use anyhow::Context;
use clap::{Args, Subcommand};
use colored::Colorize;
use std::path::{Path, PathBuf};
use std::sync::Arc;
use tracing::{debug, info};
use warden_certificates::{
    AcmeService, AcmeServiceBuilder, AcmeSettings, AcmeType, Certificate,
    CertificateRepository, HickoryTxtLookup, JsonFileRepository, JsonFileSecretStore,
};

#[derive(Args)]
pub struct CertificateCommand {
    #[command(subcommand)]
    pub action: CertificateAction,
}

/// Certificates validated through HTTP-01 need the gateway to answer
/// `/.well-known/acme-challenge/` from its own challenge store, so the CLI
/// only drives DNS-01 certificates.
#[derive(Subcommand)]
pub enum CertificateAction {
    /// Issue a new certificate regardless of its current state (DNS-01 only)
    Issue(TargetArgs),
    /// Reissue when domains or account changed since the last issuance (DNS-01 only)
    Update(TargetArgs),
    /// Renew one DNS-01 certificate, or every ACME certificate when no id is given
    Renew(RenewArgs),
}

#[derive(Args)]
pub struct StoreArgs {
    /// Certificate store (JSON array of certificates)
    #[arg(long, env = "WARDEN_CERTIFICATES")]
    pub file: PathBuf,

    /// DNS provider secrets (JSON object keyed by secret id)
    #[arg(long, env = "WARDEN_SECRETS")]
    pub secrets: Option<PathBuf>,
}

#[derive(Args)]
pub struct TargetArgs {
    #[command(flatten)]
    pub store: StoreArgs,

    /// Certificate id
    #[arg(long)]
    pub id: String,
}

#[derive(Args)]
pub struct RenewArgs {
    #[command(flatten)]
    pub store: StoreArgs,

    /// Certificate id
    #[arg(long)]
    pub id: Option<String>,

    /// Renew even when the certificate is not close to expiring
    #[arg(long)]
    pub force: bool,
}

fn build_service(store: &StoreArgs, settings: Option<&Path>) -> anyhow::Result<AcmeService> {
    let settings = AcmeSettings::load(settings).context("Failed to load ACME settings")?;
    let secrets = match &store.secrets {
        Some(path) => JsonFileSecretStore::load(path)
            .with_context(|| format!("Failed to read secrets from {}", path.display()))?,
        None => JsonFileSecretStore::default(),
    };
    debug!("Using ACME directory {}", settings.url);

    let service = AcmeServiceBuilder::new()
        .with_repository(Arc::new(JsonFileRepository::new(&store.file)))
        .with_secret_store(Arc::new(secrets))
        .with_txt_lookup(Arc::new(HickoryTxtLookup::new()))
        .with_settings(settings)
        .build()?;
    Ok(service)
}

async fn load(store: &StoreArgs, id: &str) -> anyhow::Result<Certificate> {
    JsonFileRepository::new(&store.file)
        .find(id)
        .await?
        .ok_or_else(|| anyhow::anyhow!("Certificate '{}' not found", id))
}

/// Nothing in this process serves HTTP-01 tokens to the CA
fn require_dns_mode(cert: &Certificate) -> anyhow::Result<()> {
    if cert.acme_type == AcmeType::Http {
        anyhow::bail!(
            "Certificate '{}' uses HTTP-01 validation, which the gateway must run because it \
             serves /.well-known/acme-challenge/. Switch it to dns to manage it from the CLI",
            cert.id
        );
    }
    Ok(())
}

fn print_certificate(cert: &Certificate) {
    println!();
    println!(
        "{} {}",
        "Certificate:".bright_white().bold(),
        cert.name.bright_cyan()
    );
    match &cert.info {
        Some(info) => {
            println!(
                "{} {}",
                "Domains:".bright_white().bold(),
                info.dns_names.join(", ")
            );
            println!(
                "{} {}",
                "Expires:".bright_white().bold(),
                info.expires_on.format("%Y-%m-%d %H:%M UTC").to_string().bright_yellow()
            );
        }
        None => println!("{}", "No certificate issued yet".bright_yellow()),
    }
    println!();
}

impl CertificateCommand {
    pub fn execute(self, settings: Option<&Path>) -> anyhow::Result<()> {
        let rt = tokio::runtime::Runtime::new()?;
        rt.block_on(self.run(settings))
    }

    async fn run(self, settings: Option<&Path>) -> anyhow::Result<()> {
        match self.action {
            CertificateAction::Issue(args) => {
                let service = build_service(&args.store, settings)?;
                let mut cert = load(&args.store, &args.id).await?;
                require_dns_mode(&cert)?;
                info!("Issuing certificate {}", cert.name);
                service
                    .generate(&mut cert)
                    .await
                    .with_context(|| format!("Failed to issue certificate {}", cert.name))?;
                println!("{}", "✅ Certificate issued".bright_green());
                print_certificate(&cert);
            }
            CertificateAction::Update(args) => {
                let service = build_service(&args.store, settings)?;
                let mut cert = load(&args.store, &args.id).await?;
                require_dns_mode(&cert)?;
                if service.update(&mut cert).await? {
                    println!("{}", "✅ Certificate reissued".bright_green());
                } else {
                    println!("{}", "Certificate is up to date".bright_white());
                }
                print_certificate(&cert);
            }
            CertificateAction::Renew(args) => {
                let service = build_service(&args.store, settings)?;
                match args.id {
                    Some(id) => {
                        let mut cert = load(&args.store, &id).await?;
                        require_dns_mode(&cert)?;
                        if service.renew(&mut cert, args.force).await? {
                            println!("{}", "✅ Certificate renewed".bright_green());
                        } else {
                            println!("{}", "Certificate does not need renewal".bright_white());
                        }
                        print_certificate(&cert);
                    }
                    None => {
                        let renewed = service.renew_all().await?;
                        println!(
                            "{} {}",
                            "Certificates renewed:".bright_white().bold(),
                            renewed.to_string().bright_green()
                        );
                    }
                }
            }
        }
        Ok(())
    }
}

...

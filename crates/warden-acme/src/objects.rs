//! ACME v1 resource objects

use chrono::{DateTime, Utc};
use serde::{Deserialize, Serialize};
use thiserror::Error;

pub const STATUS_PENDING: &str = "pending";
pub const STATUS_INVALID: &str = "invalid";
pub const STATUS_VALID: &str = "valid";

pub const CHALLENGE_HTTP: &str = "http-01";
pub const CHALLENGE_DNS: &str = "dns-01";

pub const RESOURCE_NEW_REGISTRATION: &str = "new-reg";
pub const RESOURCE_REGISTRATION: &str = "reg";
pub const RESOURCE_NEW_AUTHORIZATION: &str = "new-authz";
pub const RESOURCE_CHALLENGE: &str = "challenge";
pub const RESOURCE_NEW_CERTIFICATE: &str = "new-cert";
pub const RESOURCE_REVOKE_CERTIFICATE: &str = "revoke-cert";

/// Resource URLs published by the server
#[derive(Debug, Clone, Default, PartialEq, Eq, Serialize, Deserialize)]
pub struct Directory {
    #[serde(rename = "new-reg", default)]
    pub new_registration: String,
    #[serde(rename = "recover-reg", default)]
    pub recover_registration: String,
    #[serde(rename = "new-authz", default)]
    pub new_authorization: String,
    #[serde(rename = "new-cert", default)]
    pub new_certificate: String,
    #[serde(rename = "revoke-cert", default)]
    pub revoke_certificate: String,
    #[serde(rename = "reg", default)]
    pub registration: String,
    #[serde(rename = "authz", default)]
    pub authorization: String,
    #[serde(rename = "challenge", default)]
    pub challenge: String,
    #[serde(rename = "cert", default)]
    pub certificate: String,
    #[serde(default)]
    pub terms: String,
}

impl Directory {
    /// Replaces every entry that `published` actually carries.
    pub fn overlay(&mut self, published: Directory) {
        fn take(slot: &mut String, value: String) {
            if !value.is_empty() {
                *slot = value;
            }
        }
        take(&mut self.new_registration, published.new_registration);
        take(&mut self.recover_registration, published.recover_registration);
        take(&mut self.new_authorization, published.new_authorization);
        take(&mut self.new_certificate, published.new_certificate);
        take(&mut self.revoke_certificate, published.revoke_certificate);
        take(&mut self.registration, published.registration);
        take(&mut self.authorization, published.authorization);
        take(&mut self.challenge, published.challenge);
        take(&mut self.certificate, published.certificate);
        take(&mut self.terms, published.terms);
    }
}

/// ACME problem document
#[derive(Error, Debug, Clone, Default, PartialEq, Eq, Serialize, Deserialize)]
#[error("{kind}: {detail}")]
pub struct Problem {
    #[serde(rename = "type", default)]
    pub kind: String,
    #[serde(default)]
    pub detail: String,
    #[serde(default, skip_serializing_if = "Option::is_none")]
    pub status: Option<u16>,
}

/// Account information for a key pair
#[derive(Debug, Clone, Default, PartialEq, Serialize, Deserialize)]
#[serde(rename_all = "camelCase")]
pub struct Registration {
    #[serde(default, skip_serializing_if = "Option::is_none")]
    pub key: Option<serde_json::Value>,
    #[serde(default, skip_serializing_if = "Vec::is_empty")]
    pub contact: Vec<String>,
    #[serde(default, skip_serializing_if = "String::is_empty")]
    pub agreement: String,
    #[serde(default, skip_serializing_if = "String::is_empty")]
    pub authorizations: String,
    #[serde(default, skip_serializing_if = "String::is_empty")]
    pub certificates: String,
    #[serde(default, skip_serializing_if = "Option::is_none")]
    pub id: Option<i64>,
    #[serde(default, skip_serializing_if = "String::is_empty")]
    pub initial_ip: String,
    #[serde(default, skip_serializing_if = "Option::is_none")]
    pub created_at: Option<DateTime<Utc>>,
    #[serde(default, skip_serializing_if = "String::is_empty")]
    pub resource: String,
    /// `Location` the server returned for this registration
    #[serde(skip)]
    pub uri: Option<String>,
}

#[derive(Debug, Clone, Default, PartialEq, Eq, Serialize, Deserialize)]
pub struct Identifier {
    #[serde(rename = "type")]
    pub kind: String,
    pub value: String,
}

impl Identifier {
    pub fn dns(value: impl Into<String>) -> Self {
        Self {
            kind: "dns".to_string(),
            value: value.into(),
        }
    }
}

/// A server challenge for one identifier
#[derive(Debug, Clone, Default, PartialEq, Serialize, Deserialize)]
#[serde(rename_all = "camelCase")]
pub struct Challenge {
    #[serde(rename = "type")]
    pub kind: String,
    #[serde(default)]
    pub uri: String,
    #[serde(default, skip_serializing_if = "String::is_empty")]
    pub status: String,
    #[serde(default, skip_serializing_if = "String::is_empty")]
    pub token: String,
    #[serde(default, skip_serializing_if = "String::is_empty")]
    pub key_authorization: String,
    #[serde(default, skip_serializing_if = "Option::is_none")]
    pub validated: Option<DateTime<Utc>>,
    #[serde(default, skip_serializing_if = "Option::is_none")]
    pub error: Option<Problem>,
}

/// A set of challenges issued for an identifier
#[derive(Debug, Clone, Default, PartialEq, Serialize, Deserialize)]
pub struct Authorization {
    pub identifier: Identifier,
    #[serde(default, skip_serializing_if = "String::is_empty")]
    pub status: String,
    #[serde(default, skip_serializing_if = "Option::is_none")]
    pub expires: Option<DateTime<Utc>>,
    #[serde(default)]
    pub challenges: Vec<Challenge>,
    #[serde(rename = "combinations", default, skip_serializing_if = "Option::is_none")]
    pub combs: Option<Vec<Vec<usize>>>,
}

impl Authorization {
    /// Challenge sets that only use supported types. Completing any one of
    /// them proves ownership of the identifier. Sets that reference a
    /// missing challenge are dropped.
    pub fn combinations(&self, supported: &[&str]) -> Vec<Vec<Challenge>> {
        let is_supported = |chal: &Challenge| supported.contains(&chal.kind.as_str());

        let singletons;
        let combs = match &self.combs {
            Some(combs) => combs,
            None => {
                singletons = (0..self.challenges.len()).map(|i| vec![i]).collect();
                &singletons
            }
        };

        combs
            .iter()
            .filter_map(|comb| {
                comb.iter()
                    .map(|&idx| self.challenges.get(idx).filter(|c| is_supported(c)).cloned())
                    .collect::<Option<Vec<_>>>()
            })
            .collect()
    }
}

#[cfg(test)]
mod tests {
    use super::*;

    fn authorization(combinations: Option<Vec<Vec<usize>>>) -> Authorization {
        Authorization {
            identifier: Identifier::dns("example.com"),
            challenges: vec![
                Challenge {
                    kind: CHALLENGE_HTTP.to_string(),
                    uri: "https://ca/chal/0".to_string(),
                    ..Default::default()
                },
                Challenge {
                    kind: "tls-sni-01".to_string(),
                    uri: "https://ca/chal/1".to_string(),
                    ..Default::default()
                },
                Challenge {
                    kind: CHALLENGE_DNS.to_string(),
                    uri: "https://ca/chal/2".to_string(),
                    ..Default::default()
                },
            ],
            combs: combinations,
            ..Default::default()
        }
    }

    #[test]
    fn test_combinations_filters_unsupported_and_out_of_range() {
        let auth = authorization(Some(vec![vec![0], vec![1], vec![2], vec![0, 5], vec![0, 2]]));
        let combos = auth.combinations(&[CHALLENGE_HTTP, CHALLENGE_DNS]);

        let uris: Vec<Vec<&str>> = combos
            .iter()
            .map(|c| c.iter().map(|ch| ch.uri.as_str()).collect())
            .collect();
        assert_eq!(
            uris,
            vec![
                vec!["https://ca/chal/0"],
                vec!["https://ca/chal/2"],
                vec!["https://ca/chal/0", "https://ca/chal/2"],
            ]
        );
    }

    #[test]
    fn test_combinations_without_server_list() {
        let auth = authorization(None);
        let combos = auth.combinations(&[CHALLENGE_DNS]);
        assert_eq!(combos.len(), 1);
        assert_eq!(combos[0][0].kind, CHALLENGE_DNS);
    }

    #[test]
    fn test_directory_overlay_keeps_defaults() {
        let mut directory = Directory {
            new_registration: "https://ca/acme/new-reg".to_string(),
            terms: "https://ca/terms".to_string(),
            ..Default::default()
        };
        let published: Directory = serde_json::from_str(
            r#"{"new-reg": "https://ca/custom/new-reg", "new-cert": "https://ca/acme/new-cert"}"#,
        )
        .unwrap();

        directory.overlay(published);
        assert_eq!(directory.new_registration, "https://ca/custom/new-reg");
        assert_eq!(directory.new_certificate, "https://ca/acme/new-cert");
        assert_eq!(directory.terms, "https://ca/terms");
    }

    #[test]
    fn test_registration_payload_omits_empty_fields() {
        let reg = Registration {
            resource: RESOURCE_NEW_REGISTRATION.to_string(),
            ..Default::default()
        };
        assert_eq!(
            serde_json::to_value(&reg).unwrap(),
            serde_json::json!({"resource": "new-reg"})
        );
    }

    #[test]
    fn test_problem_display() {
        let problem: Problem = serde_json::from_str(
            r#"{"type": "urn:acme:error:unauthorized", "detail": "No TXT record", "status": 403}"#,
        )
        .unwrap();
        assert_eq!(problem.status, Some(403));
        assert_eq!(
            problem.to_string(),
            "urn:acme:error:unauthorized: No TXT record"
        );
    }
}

---

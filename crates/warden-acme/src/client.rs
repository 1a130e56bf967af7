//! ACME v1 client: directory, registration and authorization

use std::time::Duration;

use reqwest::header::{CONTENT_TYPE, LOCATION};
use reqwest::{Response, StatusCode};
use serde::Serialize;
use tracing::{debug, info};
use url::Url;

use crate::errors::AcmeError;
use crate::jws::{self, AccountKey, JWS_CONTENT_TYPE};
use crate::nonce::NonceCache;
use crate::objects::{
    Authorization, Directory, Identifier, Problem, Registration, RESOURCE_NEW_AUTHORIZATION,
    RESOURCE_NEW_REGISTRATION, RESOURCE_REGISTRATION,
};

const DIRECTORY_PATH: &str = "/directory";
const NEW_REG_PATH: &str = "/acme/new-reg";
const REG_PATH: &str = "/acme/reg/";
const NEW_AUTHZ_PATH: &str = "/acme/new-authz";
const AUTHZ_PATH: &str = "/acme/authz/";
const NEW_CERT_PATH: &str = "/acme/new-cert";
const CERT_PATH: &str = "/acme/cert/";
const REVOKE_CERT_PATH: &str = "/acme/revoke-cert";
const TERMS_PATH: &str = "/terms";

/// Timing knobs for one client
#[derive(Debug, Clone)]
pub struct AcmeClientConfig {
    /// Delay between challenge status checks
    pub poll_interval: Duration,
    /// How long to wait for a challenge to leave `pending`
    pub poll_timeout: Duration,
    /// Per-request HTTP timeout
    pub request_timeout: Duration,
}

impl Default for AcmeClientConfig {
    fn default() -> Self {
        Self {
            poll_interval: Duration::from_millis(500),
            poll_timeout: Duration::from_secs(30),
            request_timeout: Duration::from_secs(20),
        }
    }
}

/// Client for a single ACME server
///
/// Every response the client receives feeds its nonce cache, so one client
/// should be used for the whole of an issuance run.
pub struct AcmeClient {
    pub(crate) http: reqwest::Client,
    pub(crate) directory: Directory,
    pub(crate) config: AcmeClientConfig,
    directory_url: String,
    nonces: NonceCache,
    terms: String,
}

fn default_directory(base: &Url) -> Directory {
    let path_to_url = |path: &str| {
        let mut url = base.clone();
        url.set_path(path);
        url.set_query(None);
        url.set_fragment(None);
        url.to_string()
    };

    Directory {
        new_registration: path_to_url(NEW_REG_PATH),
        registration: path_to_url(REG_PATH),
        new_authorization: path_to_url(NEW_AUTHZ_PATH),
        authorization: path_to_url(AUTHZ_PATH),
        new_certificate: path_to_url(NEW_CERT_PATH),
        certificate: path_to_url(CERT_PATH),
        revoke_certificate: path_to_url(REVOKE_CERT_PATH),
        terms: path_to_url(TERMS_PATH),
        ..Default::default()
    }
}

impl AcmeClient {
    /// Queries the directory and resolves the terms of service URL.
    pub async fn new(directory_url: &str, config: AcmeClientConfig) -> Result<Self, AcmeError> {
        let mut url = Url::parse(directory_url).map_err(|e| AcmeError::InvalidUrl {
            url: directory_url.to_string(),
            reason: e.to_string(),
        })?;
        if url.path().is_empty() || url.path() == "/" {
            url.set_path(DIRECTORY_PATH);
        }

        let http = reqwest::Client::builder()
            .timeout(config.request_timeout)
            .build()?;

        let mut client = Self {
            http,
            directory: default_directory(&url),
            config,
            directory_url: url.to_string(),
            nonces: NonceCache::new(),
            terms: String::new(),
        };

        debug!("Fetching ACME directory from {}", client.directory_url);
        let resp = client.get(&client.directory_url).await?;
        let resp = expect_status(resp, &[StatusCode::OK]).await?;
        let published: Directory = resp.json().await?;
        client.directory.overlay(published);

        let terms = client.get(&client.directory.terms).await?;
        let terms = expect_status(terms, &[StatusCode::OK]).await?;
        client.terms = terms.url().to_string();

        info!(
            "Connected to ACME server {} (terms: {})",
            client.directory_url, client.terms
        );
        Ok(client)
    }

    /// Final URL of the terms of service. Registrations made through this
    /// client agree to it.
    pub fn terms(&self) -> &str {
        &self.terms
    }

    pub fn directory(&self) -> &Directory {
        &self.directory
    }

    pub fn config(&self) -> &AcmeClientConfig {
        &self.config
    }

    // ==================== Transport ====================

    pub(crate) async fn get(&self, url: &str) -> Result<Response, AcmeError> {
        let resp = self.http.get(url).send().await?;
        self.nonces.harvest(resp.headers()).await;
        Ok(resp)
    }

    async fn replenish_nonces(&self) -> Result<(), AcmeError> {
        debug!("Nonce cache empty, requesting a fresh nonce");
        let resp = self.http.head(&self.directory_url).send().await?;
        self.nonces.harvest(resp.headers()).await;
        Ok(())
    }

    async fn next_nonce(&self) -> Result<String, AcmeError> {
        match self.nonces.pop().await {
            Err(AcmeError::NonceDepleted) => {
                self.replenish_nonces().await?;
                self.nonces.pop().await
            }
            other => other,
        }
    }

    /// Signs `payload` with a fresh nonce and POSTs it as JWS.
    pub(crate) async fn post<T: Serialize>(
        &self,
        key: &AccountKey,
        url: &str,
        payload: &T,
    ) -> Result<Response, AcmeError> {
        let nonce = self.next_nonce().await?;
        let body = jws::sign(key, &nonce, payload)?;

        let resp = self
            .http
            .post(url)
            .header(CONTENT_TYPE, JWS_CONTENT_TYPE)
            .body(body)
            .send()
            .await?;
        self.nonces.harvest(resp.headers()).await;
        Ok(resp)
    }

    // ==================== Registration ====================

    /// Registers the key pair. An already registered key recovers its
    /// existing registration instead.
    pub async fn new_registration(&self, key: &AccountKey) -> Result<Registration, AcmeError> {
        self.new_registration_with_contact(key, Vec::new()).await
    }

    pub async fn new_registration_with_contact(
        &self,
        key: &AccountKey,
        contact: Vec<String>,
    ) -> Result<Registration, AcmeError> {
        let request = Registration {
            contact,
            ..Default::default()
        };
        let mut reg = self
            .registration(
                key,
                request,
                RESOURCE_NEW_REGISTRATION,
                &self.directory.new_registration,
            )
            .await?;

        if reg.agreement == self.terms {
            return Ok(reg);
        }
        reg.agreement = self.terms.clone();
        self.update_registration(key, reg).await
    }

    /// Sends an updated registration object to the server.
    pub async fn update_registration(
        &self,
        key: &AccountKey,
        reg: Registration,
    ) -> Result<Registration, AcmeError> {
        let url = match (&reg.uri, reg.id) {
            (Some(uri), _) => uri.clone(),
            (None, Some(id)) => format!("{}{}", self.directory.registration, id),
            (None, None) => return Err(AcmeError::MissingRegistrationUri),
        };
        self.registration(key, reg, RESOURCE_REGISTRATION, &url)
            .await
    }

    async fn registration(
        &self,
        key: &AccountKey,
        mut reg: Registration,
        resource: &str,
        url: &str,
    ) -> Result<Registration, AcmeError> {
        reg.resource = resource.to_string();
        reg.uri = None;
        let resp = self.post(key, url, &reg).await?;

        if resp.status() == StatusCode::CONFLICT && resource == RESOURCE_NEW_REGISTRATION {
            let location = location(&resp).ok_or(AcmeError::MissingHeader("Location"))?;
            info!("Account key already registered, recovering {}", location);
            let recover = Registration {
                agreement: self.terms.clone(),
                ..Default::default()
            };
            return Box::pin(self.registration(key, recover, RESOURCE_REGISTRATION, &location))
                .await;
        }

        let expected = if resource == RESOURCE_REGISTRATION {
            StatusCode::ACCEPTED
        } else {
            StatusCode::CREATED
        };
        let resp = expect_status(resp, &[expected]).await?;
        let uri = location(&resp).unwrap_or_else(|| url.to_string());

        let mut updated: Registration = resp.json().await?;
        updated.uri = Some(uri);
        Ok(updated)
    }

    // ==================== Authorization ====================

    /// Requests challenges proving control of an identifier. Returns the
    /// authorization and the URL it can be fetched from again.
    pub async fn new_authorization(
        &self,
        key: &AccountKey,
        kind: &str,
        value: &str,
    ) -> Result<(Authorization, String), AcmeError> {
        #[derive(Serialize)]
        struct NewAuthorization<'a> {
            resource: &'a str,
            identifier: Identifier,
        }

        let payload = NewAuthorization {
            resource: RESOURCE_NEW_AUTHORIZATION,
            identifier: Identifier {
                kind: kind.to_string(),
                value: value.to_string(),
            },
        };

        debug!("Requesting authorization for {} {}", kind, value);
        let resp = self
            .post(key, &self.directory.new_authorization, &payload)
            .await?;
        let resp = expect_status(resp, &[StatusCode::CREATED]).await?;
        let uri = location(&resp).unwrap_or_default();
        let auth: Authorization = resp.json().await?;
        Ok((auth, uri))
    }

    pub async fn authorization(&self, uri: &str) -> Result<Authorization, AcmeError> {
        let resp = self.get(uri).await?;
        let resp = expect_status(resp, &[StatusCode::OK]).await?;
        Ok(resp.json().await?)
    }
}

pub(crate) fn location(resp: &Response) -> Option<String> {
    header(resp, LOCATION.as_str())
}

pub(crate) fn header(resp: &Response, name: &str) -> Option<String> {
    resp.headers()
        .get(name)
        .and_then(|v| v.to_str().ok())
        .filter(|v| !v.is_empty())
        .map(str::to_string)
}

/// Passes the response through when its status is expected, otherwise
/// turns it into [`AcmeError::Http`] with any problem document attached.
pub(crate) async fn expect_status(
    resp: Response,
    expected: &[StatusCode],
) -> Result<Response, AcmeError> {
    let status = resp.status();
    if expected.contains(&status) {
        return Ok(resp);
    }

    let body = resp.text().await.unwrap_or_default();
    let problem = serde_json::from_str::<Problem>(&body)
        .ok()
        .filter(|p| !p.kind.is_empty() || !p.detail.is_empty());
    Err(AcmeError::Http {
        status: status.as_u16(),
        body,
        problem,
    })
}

▶ Assigned task: Retype exactly the lines above, from the one with "let reg = Registration" through the one with "let problem: Problem", inclusive.

▶ Answer:
        let reg = Registration {
            resource: RESOURCE_NEW_REGISTRATION.to_string(),
            ..Default::default()
        };
        assert_eq!(
            serde_json::to_value(&reg).unwrap(),
            serde_json::json!({"resource": "new-reg"})
        );
    }

    #[test]
    fn test_problem_display() {
        let problem: Problem = serde_json::from_str(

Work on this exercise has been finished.